Farnan was elected to the Ontario legislature in the 1987 provincial election, defeating Liberal candidate Claudette Millar in the provincial riding of Cambridge (incumbent Progressive Conservative Bill Barlow finished third).  The NDP were the official opposition in this period, and Farnan served as his party's critic for Correctional Services and Tourism and Recreation.

The NDP won a majority government in the 1990 provincial election, and Farnan was re-elected by a landslide in Cambridge. On October 1, 1990, he was appointed as the Rae government's first Solicitor General and Minister of Correctional Services.

As Solicitor-General, Farnan introduced employment equity provisions for Ontario's police force. He also established a "common pause day" which continued the province's previous restrictions on Sunday shopping.  In the spring of 1991, he became involved in a minor controversy concerning two letters which had been sent from his staff to Justices of the Peace in Ontario, one of which requested the review of a case. This was seen by some as inappropriate interference from his office, and while Farnan did not write the letters himself, he was nonetheless dropped from cabinet on July 31, 1991.  In September 1991 he was appointed as Deputy Chairman of the house and he served in that role for the next two years.

On June 17, 1993, Farnan was re-appointed as a Minister without portfolio responsible for Education and Training. In this capacity, he served as an assistant to Minister of Education Dave Cooke.

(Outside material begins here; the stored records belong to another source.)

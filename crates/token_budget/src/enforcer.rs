//! Transcript budget enforcement.
//!
//! Evicts the oldest conversation turns until the transcript's token total
//! fits the ceiling, or only the system message and one survivor remain.

use chat_core::Transcript;

use crate::counter::{transcript_tokens, TokenCounter, TranscriptTokens};

/// Fewest messages enforcement will leave in place: the system message plus
/// one conversation turn.
pub const MIN_MESSAGES: usize = 2;

/// Report of one enforcement pass.
#[derive(Debug, Clone)]
pub struct BudgetOutcome {
    /// Token total after enforcement.
    pub total: TranscriptTokens,
    /// Number of messages evicted by this pass.
    pub evicted: usize,
    /// True when enforcement stopped at the two-message floor while the
    /// transcript was still over budget.
    pub at_floor: bool,
}

/// Trim `transcript` until its token total is at or under `budget`.
///
/// Eviction is strictly oldest-first among non-system messages and removes
/// whole messages only; the total is recounted from scratch after every
/// eviction. The transcript is never reduced below [`MIN_MESSAGES`], even
/// when the survivors alone exceed the budget.
///
/// A degraded count (see [`TranscriptTokens`]) contributes a zero total, so
/// no eviction happens while counting is failing and the transcript may
/// run over budget until counting recovers.
pub fn enforce_budget(
    counter: &dyn TokenCounter,
    transcript: &mut Transcript,
    budget: usize,
) -> BudgetOutcome {
    let mut evicted = 0;
    let mut total = transcript_tokens(counter, transcript.messages());

    while total.budgeted_total() > budget && transcript.len() > MIN_MESSAGES {
        let Some(removed) = transcript.evict_oldest_turn() else {
            break;
        };
        log::debug!(
            "evicted oldest {} message to fit the token budget",
            removed.role.as_str()
        );
        evicted += 1;
        total = transcript_tokens(counter, transcript.messages());
    }

    let at_floor = total.budgeted_total() > budget && transcript.len() <= MIN_MESSAGES;
    if at_floor {
        log::warn!(
            "transcript still over the {}-token budget at minimum size",
            budget
        );
    }

    BudgetOutcome {
        total,
        evicted,
        at_floor,
    }
}
//! Token counting for budget decisions.

use std::sync::Arc;

use chat_core::Message;
use thiserror::Error;
use tiktoken_rs::CoreBPE;

/// Error raised by a failing [`TokenCounter`] implementation.
///
/// The tiktoken-backed counter never returns this after construction; the
/// type exists so alternative counters (and test fakes) can fail and the
/// degraded counting path stays observable.
#[derive(Debug, Clone, Error)]
#[error("token counting failed: {reason}")]
pub struct TokenCountError {
    reason: String,
}

impl TokenCountError {
    pub fn new(reason: impl Into<String>) -> Self {
        Self {
            reason: reason.into(),
        }
    }
}

/// Counts model tokens for budget decisions.
pub trait TokenCounter: Send + Sync {
    /// Count tokens in a plain text string.
    fn count_text(&self, text: &str) -> Result<usize, TokenCountError>;

    /// Count tokens in a single message.
    ///
    /// Only the content is counted; ids and timestamps are local
    /// bookkeeping and never reach the wire.
    fn count_message(&self, message: &Message) -> Result<usize, TokenCountError> {
        self.count_text(&message.content)
    }
}

/// Shared, thread-safe token counter handle.
pub type SharedTokenCounter = Arc<dyn TokenCounter>;

/// Token counter backed by the tiktoken BPE tables.
pub struct TiktokenCounter {
    bpe: Option<CoreBPE>,
}

impl TiktokenCounter {
    /// Resolve the encoding registered for `model`.
    ///
    /// A model with no registered encoding falls back to `cl100k_base`; if
    /// even that table cannot load, counts degrade to a chars/4 estimate.
    /// Construction never fails, and each fallback logs one warning.
    pub fn for_model(model: &str) -> Self {
        let bpe = match tiktoken_rs::get_bpe_from_model(model) {
            Ok(bpe) => Some(bpe),
            Err(err) => {
                log::warn!(
                    "tokenizer for model '{}' not found, falling back to cl100k_base: {}",
                    model,
                    err
                );
                match tiktoken_rs::cl100k_base() {
                    Ok(bpe) => Some(bpe),
                    Err(err) => {
                        log::warn!("cl100k_base unavailable, estimating tokens as chars/4: {}", err);
                        None
                    }
                }
            }
        };
        Self { bpe }
    }
}

impl std::fmt::Debug for TiktokenCounter {
    fn fmt(&self, f: &mut std::fmt::Formatter<'_>) -> std::fmt::Result {
        f.debug_struct("TiktokenCounter")
            .field("bpe_loaded", &self.bpe.is_some())
            .finish()
    }
}

impl TokenCounter for TiktokenCounter {
    fn count_text(&self, text: &str) -> Result<usize, TokenCountError> {
        match &self.bpe {
            Some(bpe) => Ok(bpe.encode_ordinary(text).len()),
            None => Ok(text.len().div_ceil(4)),
        }
    }
}

/// Outcome of counting a whole message sequence.
///
/// Counting is all-or-nothing: one failing message degrades the entire
/// batch. The degraded arm keeps the error, so callers and tests can tell
/// "counted zero tokens" apart from "could not count".
#[derive(Debug, Clone)]
pub enum TranscriptTokens {
    /// Every message counted.
    Exact(usize),
    /// At least one message failed to count.
    Degraded(TokenCountError),
}

impl TranscriptTokens {
    /// Total used for budget decisions.
    ///
    /// A degraded count contributes 0, which means enforcement will not
    /// trim while counting is failing. Availability over budget accuracy.
    pub fn budgeted_total(&self) -> usize {
        match self {
            Self::Exact(total) => *total,
            Self::Degraded(_) => 0,
        }
    }

    pub fn is_degraded(&self) -> bool {
        matches!(self, Self::Degraded(_))
    }
}

/// Sum the token counts of `messages`.
///
/// A failure on any message degrades the whole batch and logs one
/// diagnostic line; the failure never propagates to the caller.
pub fn transcript_tokens(counter: &dyn TokenCounter, messages: &[Message]) -> TranscriptTokens {
    let mut total = 0usize;
    for message in messages {
        match counter.count_message(message) {
            Ok(count) => total += count,
            Err(err) => {
                log::warn!("token count error: {}", err);
                return TranscriptTokens::Degraded(err);
            }
        }
    }
    TranscriptTokens::Exact(total)
}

Farnan returned to a full cabinet position on October 21, 1994, having been appointed Minister of Transportation.

In 1994, Farnan was one of twelve NDP members to vote against Bill 167, a bill extending financial benefits to same-sex partners. Premier Bob Rae allowed a free vote on the bill which allowed members of his party to vote with their conscience.

The NDP were defeated in the 1995 provincial election, and Farnan lost the Cambridge seat to Progressive Conservative Gerry Martiniuk by about 5,500 votes.  He ran a second time for the House of Commons of Canada in the 1997 federal election, but finished third against Liberal Janko Peric.

Cabinet positions

After politics
In the late 1990s, Farnan became a school teacher at St. Thomas Aquinas Secondary School in Brampton, Ontario. He specialized in social science courses (mainly Religion). He retired in December 1996.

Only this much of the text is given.